REQUIREMENT: Set down all the data again. Change nothing.

RECORDS SHOWN:
//! Blocking HTTP transport.
//!
//! One POST per call: JSON body, bearer token, no retries. The response body
//! is handed back untouched together with its status code.

use crate::config::ClientConfig;
use crate::error::{SdkError, SdkResult};
use reqwest::blocking::Client;
use reqwest::header::CONTENT_TYPE;
use std::borrow::Cow;
use std::time::Duration;
use tracing::{debug, warn};

/// A raw API response.
#[derive(Debug, Clone, PartialEq, Eq)]
pub struct ApiResponse {
    /// HTTP status code.
    pub status: u16,
    /// Response body bytes, exactly as received.
    pub body: Vec<u8>,
}

impl ApiResponse {
    /// Returns true for 2xx statuses.
    #[must_use]
    pub fn is_success(&self) -> bool {
        (200..300).contains(&self.status)
    }

    /// Turns a non-2xx response into [`SdkError::Status`].
    ///
    /// # Errors
    ///
    /// Returns [`SdkError::Status`] carrying the status and body when the
    /// status is not 2xx.
    pub fn error_for_status(self) -> SdkResult<Self> {
        if self.is_success() {
            Ok(self)
        } else {
            Err(SdkError::Status {
                status: self.status,
                body: self.text().into_owned(),
            })
        }
    }

    /// Body as text. Invalid UTF-8 sequences are shown as U+FFFD; use
    /// [`ApiResponse::body`] for the exact bytes.
    #[must_use]
    pub fn text(&self) -> Cow<'_, str> {
        String::from_utf8_lossy(&self.body)
    }

    #[must_use]
    pub fn into_body(self) -> Vec<u8> {
        self.body
    }
}

/// Sends JSON bodies over a blocking `reqwest` client.
///
/// Must not be created, used or dropped on an async runtime thread; wrap
/// calls in `spawn_blocking` there.
#[derive(Debug, Clone)]
pub struct HttpTransport {
    client: Client,
}

impl HttpTransport {
    /// Creates a transport with the timeout and user agent from `config`.
    ///
    /// # Errors
    ///
    /// Returns [`SdkError::ClientInit`] if the TLS backend or client cannot
    /// be initialized.
    pub fn new(config: &ClientConfig) -> SdkResult<Self> {
        let mut builder = Client::builder().user_agent(config.user_agent.clone());
        if let Some(secs) = config.timeout_secs {
            builder = builder.timeout(Duration::from_secs(secs));
        }

        let client = builder
            .build()
            .map_err(|e| SdkError::ClientInit(e.to_string()))?;

        Ok(Self { client })
    }

    /// POSTs `body` to `url` with `Authorization: Bearer <token>`.
    ///
    /// Any response, whatever its status, is returned as `Ok`.
    ///
    /// # Errors
    ///
    /// Returns [`SdkError::Transport`] if no response arrives or its body
    /// cannot be read.
    pub fn post_json(&self, url: &str, bearer_token: &str, body: String) -> SdkResult<ApiResponse> {
        debug!(url, bytes = body.len(), "POST");

        let response = self
            .client
            .post(url)
            .header(CONTENT_TYPE, "application/json")
            .bearer_auth(bearer_token)
            .body(body)
            .send()
            .map_err(|e| {
                let err = SdkError::from(e);
                warn!(url, error = %err, "request failed");
                err
            })?;

        let status = response.status().as_u16();
        let body = response.bytes()?.to_vec();

        if (200..300).contains(&status) {
            debug!(url, status, "response received");
        } else {
            warn!(url, status, "server returned error status");
        }

        Ok(ApiResponse { status, body })
    }
}

/// One-off POST with a client built from [`ClientConfig::default`].
///
/// # Errors
///
/// See [`HttpTransport::new`] and [`HttpTransport::post_json`].
pub fn post_json(url: &str, bearer_token: &str, body: String) -> SdkResult<ApiResponse> {
    HttpTransport::new(&ClientConfig::default())?.post_json(url, bearer_token, body)
}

REPLY TO THE EXERCISE:
//! Blocking HTTP transport.
//!
//! One POST per call: JSON body, bearer token, no retries. The response body
//! is handed back untouched together with its status code.

use crate::config::ClientConfig;
use crate::error::{SdkError, SdkResult};
use reqwest::blocking::Client;
use reqwest::header::CONTENT_TYPE;
use std::borrow::Cow;
use std::time::Duration;
use tracing::{debug, warn};

/// A raw API response.
#[derive(Debug, Clone, PartialEq, Eq)]
pub struct ApiResponse {
    /// HTTP status code.
    pub status: u16,
    /// Response body bytes, exactly as received.
    pub body: Vec<u8>,
}

impl ApiResponse {
    /// Returns true for 2xx statuses.
    #[must_use]
    pub fn is_success(&self) -> bool {
        (200..300).contains(&self.status)
    }

    /// Turns a non-2xx response into [`SdkError::Status`].
    ///
    /// # Errors
    ///
    /// Returns [`SdkError::Status`] carrying the status and body when the
    /// status is not 2xx.
    pub fn error_for_status(self) -> SdkResult<Self> {
        if self.is_success() {
            Ok(self)
        } else {
            Err(SdkError::Status {
                status: self.status,
                body: self.text().into_owned(),
            })
        }
    }

    /// Body as text. Invalid UTF-8 sequences are shown as U+FFFD; use
    /// [`ApiResponse::body`] for the exact bytes.
    #[must_use]
    pub fn text(&self) -> Cow<'_, str> {
        String::from_utf8_lossy(&self.body)
    }

    #[must_use]
    pub fn into_body(self) -> Vec<u8> {
        self.body
    }
}

/// Sends JSON bodies over a blocking `reqwest` client.
///
/// Must not be created, used or dropped on an async runtime thread; wrap
/// calls in `spawn_blocking` there.
#[derive(Debug, Clone)]
pub struct HttpTransport {
    client: Client,
}

impl HttpTransport {
    /// Creates a transport with the timeout and user agent from `config`.
    ///
    /// # Errors
    ///
    /// Returns [`SdkError::ClientInit`] if the TLS backend or client cannot
    /// be initialized.
    pub fn new(config: &ClientConfig) -> SdkResult<Self> {
        let mut builder = Client::builder().user_agent(config.user_agent.clone());
        if let Some(secs) = config.timeout_secs {
            builder = builder.timeout(Duration::from_secs(secs));
        }

        let client = builder
            .build()
            .map_err(|e| SdkError::ClientInit(e.to_string()))?;

        Ok(Self { client })
    }

    /// POSTs `body` to `url` with `Authorization: Bearer <token>`.
    ///
    /// Any response, whatever its status, is returned as `Ok`.
    ///
    /// # Errors
    ///
    /// Returns [`SdkError::Transport`] if no response arrives or its body
    /// cannot be read.
    pub fn post_json(&self, url: &str, bearer_token: &str, body: String) -> SdkResult<ApiResponse> {
        debug!(url, bytes = body.len(), "POST");

        let response = self
            .client
            .post(url)
            .header(CONTENT_TYPE, "application/json")
            .bearer_auth(bearer_token)
            .body(body)
            .send()
            .map_err(|e| {
                let err = SdkError::from(e);
                warn!(url, error = %err, "request failed");
                err
            })?;

        let status = response.status().as_u16();
        let body = response.bytes()?.to_vec();

        if (200..300).contains(&status) {
            debug!(url, status, "response received");
        } else {
            warn!(url, status, "server returned error status");
        }

        Ok(ApiResponse { status, body })
    }
}

/// One-off POST with a client built from [`ClientConfig::default`].
///
/// # Errors
///
/// See [`HttpTransport::new`] and [`HttpTransport::post_json`].
pub fn post_json(url: &str, bearer_token: &str, body: String) -> SdkResult<ApiResponse> {
    HttpTransport::new(&ClientConfig::default())?.post_json(url, bearer_token, body)
}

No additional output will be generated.